-------- EXCERPTED RECORDS

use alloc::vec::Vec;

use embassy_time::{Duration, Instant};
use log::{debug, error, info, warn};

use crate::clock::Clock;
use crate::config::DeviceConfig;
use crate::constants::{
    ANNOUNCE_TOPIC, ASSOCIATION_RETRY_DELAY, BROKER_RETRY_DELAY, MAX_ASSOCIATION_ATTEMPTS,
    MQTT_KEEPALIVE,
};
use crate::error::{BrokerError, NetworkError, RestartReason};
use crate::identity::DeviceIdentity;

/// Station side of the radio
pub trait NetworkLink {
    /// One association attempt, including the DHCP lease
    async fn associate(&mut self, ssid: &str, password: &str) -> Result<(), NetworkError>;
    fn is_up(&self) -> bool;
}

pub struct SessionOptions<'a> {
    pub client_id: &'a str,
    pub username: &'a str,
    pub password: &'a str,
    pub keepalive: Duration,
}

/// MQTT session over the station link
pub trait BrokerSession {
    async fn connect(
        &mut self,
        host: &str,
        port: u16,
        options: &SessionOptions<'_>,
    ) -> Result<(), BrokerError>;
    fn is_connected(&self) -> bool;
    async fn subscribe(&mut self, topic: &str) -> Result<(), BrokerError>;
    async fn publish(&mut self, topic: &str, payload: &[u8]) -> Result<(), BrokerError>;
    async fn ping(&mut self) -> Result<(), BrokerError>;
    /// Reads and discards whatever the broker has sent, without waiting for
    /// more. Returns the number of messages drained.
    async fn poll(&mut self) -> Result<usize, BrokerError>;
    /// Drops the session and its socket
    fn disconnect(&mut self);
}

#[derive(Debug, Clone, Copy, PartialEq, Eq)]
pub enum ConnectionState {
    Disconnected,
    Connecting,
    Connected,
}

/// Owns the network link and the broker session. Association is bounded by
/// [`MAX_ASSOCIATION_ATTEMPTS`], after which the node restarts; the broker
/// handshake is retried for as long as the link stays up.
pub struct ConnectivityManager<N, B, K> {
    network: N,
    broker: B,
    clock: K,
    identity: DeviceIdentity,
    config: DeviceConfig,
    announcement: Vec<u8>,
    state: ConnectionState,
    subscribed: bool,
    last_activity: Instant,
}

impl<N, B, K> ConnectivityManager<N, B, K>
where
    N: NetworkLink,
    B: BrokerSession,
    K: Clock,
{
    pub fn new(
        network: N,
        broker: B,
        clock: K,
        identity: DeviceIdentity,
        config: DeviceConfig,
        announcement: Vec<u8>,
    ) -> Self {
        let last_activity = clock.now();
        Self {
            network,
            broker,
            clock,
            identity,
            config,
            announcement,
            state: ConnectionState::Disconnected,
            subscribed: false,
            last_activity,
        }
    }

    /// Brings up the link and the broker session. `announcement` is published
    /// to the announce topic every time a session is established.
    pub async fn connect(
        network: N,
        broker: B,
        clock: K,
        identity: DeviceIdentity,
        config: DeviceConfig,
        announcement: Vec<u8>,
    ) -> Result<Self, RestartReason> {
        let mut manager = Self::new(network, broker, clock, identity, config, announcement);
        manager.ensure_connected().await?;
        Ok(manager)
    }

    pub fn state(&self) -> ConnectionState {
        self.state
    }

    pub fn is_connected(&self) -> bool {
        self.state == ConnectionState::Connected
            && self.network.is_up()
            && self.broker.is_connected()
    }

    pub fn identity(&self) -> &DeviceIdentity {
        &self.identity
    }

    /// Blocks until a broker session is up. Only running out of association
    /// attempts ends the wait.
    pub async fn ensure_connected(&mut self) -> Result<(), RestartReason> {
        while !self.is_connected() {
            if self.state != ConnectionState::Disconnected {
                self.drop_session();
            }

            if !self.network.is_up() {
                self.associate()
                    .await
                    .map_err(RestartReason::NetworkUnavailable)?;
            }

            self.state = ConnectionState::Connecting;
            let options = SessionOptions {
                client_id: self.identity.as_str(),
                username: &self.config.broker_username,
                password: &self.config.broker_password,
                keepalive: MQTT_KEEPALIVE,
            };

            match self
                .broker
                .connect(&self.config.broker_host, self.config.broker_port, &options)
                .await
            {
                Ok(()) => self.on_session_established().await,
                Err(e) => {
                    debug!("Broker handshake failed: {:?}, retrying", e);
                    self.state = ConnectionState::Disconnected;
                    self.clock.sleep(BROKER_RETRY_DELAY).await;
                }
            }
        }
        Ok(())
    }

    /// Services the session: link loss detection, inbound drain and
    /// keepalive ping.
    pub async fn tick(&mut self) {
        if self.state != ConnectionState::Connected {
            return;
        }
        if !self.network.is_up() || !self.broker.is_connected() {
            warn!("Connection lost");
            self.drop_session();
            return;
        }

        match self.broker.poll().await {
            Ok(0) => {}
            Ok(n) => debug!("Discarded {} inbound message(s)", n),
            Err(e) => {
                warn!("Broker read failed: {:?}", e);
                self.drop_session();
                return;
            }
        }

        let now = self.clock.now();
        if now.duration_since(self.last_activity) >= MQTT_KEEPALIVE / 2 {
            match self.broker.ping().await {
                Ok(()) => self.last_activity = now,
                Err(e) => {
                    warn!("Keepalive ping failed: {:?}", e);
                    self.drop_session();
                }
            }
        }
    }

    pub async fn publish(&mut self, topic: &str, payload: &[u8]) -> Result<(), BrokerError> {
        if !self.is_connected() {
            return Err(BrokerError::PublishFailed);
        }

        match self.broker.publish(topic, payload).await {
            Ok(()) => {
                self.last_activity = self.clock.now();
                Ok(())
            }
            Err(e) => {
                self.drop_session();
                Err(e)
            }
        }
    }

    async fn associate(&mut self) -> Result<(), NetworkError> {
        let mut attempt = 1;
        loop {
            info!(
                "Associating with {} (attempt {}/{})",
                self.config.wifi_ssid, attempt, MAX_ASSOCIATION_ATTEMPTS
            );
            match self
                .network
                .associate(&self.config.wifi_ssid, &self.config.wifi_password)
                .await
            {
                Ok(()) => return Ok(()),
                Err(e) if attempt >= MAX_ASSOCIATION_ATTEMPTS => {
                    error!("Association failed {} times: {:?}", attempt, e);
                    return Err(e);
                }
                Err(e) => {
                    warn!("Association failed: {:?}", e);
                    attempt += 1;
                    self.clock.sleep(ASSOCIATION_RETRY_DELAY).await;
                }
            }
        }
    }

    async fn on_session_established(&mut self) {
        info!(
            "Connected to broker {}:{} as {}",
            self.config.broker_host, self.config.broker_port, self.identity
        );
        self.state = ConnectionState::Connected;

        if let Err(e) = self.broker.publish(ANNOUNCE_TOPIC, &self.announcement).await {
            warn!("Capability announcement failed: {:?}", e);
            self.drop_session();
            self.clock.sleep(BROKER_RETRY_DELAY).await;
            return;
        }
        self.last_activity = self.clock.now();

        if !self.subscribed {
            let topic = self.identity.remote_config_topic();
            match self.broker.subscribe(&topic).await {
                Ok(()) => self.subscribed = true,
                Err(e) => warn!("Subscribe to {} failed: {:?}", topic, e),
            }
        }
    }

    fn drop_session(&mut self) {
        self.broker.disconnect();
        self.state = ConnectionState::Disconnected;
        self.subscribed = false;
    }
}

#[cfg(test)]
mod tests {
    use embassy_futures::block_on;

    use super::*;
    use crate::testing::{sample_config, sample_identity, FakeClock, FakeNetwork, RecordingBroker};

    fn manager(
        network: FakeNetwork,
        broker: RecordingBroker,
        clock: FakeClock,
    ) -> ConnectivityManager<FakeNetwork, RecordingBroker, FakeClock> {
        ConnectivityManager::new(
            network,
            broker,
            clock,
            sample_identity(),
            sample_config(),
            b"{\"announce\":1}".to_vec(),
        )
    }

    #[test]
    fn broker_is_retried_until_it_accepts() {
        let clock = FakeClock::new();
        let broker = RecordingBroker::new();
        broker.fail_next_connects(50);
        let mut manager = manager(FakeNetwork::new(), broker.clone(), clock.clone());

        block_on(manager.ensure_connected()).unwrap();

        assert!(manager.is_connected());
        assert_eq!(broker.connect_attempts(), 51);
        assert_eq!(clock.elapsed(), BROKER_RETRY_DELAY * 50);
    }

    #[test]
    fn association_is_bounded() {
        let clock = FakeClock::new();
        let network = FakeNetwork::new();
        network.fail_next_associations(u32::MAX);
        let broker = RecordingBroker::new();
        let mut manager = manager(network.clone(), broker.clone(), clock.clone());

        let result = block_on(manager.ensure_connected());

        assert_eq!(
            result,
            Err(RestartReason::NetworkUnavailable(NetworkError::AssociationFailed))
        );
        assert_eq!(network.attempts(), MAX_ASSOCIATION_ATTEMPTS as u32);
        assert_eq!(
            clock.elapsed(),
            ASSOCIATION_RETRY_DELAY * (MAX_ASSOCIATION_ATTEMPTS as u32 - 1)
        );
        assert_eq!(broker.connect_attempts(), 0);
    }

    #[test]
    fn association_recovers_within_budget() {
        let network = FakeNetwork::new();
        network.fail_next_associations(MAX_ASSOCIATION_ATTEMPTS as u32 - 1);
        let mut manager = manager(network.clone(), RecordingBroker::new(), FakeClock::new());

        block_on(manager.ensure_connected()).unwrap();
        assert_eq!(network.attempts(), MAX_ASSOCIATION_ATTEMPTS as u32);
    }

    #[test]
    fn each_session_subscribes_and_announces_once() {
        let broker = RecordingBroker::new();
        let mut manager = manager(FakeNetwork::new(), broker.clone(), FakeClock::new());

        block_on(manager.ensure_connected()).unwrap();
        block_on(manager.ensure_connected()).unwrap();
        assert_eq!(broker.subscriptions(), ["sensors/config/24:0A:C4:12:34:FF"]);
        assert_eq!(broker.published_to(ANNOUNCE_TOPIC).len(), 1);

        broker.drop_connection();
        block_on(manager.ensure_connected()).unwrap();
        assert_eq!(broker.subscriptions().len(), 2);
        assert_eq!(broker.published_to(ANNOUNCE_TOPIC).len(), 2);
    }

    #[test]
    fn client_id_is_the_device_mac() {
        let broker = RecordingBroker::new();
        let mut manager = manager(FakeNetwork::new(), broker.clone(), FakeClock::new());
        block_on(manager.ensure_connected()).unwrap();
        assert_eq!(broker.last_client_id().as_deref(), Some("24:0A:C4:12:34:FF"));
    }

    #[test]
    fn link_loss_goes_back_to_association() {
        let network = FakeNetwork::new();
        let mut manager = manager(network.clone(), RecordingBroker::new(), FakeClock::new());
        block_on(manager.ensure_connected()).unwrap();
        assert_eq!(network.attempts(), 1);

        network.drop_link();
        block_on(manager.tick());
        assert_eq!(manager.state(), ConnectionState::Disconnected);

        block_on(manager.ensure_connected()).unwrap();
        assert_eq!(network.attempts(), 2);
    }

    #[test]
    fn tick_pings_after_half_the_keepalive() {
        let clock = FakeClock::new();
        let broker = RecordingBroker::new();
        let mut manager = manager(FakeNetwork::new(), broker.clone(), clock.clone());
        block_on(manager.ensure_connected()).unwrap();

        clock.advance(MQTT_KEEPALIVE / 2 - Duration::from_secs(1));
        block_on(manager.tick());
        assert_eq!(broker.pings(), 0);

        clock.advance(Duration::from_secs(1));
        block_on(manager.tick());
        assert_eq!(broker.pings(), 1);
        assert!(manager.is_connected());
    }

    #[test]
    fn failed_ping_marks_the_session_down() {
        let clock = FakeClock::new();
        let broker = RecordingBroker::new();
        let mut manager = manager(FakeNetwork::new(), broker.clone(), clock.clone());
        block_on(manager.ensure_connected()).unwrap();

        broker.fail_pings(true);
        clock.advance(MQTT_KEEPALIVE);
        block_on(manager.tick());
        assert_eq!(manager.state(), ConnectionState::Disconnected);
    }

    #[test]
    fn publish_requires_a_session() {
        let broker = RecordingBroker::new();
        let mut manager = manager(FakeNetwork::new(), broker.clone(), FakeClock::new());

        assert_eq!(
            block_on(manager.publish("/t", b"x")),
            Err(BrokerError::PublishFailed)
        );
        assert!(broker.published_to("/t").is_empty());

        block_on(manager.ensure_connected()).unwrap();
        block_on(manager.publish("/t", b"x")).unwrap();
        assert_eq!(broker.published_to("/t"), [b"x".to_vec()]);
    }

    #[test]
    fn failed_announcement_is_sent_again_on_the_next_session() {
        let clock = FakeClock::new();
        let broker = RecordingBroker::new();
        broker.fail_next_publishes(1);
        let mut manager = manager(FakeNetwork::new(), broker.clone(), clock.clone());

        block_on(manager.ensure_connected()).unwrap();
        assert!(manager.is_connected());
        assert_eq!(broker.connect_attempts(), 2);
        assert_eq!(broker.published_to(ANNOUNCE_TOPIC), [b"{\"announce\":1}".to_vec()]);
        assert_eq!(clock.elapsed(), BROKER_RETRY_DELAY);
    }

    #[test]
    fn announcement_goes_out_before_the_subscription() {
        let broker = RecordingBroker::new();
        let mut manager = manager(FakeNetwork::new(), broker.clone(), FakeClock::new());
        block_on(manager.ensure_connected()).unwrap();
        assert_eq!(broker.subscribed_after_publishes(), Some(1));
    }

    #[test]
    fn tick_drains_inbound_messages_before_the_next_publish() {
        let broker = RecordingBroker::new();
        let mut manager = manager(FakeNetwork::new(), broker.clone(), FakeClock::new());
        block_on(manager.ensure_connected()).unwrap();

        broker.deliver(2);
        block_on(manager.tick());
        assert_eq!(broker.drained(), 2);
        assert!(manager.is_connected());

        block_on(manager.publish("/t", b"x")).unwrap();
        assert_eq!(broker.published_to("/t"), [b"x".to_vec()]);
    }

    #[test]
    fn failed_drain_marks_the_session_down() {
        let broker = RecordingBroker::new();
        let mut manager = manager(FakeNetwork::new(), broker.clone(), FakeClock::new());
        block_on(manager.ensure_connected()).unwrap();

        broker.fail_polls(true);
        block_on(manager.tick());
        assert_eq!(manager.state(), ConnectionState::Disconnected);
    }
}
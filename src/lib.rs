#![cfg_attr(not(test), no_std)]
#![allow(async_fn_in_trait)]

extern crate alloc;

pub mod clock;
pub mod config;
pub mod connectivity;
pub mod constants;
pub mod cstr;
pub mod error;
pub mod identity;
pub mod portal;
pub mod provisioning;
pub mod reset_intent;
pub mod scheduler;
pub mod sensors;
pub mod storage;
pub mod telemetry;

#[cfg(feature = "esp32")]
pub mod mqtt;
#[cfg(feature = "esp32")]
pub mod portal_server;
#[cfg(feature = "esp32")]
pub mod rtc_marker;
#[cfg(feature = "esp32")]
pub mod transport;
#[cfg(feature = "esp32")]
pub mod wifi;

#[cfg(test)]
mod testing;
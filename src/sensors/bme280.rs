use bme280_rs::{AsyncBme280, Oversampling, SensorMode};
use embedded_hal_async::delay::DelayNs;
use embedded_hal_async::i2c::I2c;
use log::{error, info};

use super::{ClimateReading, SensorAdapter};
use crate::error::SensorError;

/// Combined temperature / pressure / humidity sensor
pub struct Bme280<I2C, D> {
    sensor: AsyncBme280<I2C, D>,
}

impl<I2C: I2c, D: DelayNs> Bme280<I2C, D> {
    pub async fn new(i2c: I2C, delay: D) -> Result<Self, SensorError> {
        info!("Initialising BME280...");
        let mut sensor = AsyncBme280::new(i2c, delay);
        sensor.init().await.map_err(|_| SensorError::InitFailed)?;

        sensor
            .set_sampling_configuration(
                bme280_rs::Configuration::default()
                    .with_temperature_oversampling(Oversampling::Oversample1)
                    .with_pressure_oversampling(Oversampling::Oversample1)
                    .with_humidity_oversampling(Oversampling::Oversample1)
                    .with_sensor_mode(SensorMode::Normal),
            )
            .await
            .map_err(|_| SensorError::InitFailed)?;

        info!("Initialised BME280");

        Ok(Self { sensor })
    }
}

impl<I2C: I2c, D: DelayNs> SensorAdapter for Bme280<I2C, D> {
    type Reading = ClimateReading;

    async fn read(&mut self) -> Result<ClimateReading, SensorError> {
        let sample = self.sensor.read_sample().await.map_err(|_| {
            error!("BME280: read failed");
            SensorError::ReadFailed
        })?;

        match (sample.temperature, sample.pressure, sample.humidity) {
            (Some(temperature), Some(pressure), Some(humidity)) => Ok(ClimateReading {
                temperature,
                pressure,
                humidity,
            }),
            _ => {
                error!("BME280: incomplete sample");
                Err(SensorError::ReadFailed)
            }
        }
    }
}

----------------

» **INSTRUCTIONS FOR THE TASK**
Search the data above for the word "Disconnected". Copy each line it is in.

» **THE ANSWER**
    Disconnected,
            state: ConnectionState::Disconnected,
            if self.state != ConnectionState::Disconnected {
                    self.state = ConnectionState::Disconnected;
        self.state = ConnectionState::Disconnected;
        assert_eq!(manager.state(), ConnectionState::Disconnected);
        assert_eq!(manager.state(), ConnectionState::Disconnected);
        assert_eq!(manager.state(), ConnectionState::Disconnected);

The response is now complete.